Di Amerika, dikenal perkumpulan anti-teknologi yang bernama Neo-Luddite. Sebuah gerakan lanjutan dari Luddisme, gerakan anti-industrialisasi di Inggris pada awal abad ke-19. Dikisahkan, bahwa gerakan buruh ini sering merusak mesin, karena mengancam lahan kerjanya.
Salah satu pelakunya, bernama Ned Ludd sehingga dikenal Luddisme. Sekarang dikenal Neo-Luddite sebagai gerakan anti-teknologi yang bermanifesto, bahwa biosphere lebih utama dari technosphere.

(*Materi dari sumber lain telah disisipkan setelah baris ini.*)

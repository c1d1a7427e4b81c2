// Copyright (c) Contributors to the contract-executor project.
// SPDX-License-Identifier: Apache-2.0

//! A blockchain-client fake that just records what the pipeline handed
//! it. The actual "chain" in these tests is the test body: it reads the
//! last recorded transaction and drives `on_end_batch_execution_published`
//! / `on_end_batch_execution_failed` back into the task itself, since a
//! real chain's commit protocol is explicitly out of scope (spec.md §1
//! Non-goals).

use async_trait::async_trait;
use executor_core::BlockchainClient;
use executor_types::{
    CallTransactionInfo, ContractKey, DriveKey, EndBatchExecutionTransaction, ModificationId, StorageHash,
    TransactionHash,
};
use parking_lot::Mutex;
use tokio::sync::Notify;

#[derive(Default)]
struct State {
    end_batch_transactions: Vec<(ContractKey, EndBatchExecutionTransaction)>,
    single_transactions: Vec<(ContractKey, CallTransactionInfo)>,
    synchronizations: Vec<(ContractKey, DriveKey, ModificationId, StorageHash)>,
    released: Vec<(ContractKey, Vec<TransactionHash>)>,
}

#[derive(Default)]
pub struct FakeBlockchainClient {
    state: Mutex<State>,
    notify: Notify,
}

impl FakeBlockchainClient {
    pub fn new() -> Self {
        Self::default()
    }

    /// Waits until at least one end-batch transaction has been recorded,
    /// then returns the most recent one.
    pub async fn wait_for_end_batch_transaction(&self) -> EndBatchExecutionTransaction {
        loop {
            if let Some((_, tx)) = self.state.lock().end_batch_transactions.last() {
                return tx.clone();
            }
            self.notify.notified().await;
        }
    }

    pub fn end_batch_transaction_count(&self) -> usize {
        self.state.lock().end_batch_transactions.len()
    }

    pub fn synchronizations(&self) -> Vec<(ContractKey, DriveKey, ModificationId, StorageHash)> {
        self.state.lock().synchronizations.clone()
    }
}

#[async_trait]
impl BlockchainClient for FakeBlockchainClient {
    async fn end_batch_transaction_is_ready(&self, contract_key: ContractKey, transaction: EndBatchExecutionTransaction) {
        self.state.lock().end_batch_transactions.push((contract_key, transaction));
        self.notify.notify_waiters();
    }

    async fn end_batch_single_transaction_is_ready(&self, contract_key: ContractKey, transaction_info: CallTransactionInfo) {
        self.state.lock().single_transactions.push((contract_key, transaction_info));
    }

    async fn synchronization_single_transaction_is_ready(
        &self,
        contract_key: ContractKey,
        drive: DriveKey,
        modification_id: ModificationId,
        storage_hash: StorageHash,
    ) {
        self.state.lock().synchronizations.push((contract_key, drive, modification_id, storage_hash));
    }

    async fn released_transactions_are_ready(&self, contract_key: ContractKey, released: Vec<TransactionHash>) {
        self.state.lock().released.push((contract_key, released));
    }
}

Berseberangan dengan technophobia seperti Luddisme yang melihat hanya dari perspektif bahaya teknologi, diketahui adanya technophilia. Istilah ini merujuk orang-orang yang percaya hanya pada keutamaan teknologi*.*
Mereka melihat status ontologis teknologi tanpa mempertimbangkan dampak-dampaknya yang merugikan. Futurisme, pascahumanisme, dan transhumanisme berada dalam kategori technophilia. Dikatakan bahwa teknologi tidak hanya dapat menebus keterasingan manusia modern, tetapi juga membawa kebahagiaan yang diinginkan (Hartanto, 2017).
Filsafat teknologi menurut para filsuf
Beberapa filsuf telah memberikan perhatian terhadap teknologi dalam dunia kehidupan, diantaranya Martin Heidegger, Jurgen Habermas, Jacques Ellul, dan Don Ihde. Heidegger membuka diskursus filsafat teknologi melalui Being and Time (1927) yang dituntaskan dalam The Question Concerning Technology (1977).

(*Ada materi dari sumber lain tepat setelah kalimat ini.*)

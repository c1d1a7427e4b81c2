// Copyright (c) Contributors to the contract-executor project.
// SPDX-License-Identifier: Apache-2.0

//! An in-process gossip fake connecting every executor in a test
//! committee. Each `FakeMessenger::send_message` looks the receiver up by
//! key in a shared routing table and forwards the content over an
//! unbounded channel; the opinion itself already carries the sender's
//! `executor_key` (spec §6 "Opinion wire format"), so the channel payload
//! does not need to repeat it.

use std::collections::HashMap;
use std::sync::Arc;

use async_trait::async_trait;
use executor_core::{MessageTag, Messenger, MessengerError};
use executor_types::ExecutorKey;
use parking_lot::Mutex;
use tokio::sync::mpsc::{self, UnboundedReceiver, UnboundedSender};

type Routes = Arc<Mutex<HashMap<ExecutorKey, UnboundedSender<(MessageTag, Vec<u8>)>>>>;

/// Owns the routing table for one test committee. `register` must be
/// called once per executor before any `send_message` targeting it.
#[derive(Clone, Default)]
pub struct FakeNetwork {
    routes: Routes,
}

impl FakeNetwork {
    pub fn new() -> Self {
        Self::default()
    }

    pub fn register(&self, key: ExecutorKey) -> (FakeMessenger, UnboundedReceiver<(MessageTag, Vec<u8>)>) {
        let (sender, receiver) = mpsc::unbounded_channel();
        self.routes.lock().insert(key, sender);
        (FakeMessenger { routes: self.routes.clone() }, receiver)
    }
}

pub struct FakeMessenger {
    routes: Routes,
}

#[async_trait]
impl Messenger for FakeMessenger {
    async fn send_message(&self, receiver: ExecutorKey, tag: MessageTag, content: Vec<u8>) -> Result<(), MessengerError> {
        let sender = self.routes.lock().get(&receiver).cloned();
        match sender {
            Some(sender) => sender.send((tag, content)).map_err(|_| MessengerError::ConnectionAborted),
            None => Err(MessengerError::ConnectionAborted),
        }
    }
}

Menurut Heidegger, hakikat teknologi bukanlah sesuatu yang bersifat teknologis, melainkan enframing, yakni mencipta, membentuk, dan mentransformasikan yang kemudian mengungkapkan sesuatu yang baru.
Dari The Question Concerning Technology dapat disimpulkan dua hal. Pertama, pertanyaan kritis terhadap teknologi untuk menyadari ketersembunyian dan penyingkapan kebenaran dapat membatasi pandangan bahwa dunia seluruhnya hanyalah persediaan. Kedua, pandangan alternatif dari Ge-stell dilakukan dengan menghidupkan kembali techne sebagai seni.
Sedangkan Jacques Ellul dalam The Technological Society (1964) melihat teknologi (spesifiknya dunia teknik sebagai entitas yang otonom di mana manusia tidak bisa mengontrol dan mengatasi kemajuan teknik.
Dengan kata lain, implikasi teknik, sosiologis, dan ekologis dari kemajuan teknik hanya dapat diatasi oleh kemajuan teknik itu sendiri. Misalnya persoalan limbah industri, maka dibutuhkan teknologi untuk mengatasinya. Berarti, teknik terus maju untuk mengatasi kekurangan yang ada pada dirinya.
Bagi Habermas, kemajuan teknik (teknologi) akhirnya menentukan kesadaran masyarakat modern. Pemahaman diri (self-understanding) masyarakat modern tentang dunianya, dalam pandangan Habermas, dimediasikan oleh apropriasi hermeneutis terhadap budaya teknologi yang bergerak secara teleologis atau jaring-jaring logika teknik kemudian menjadi determinan utama kesadaran.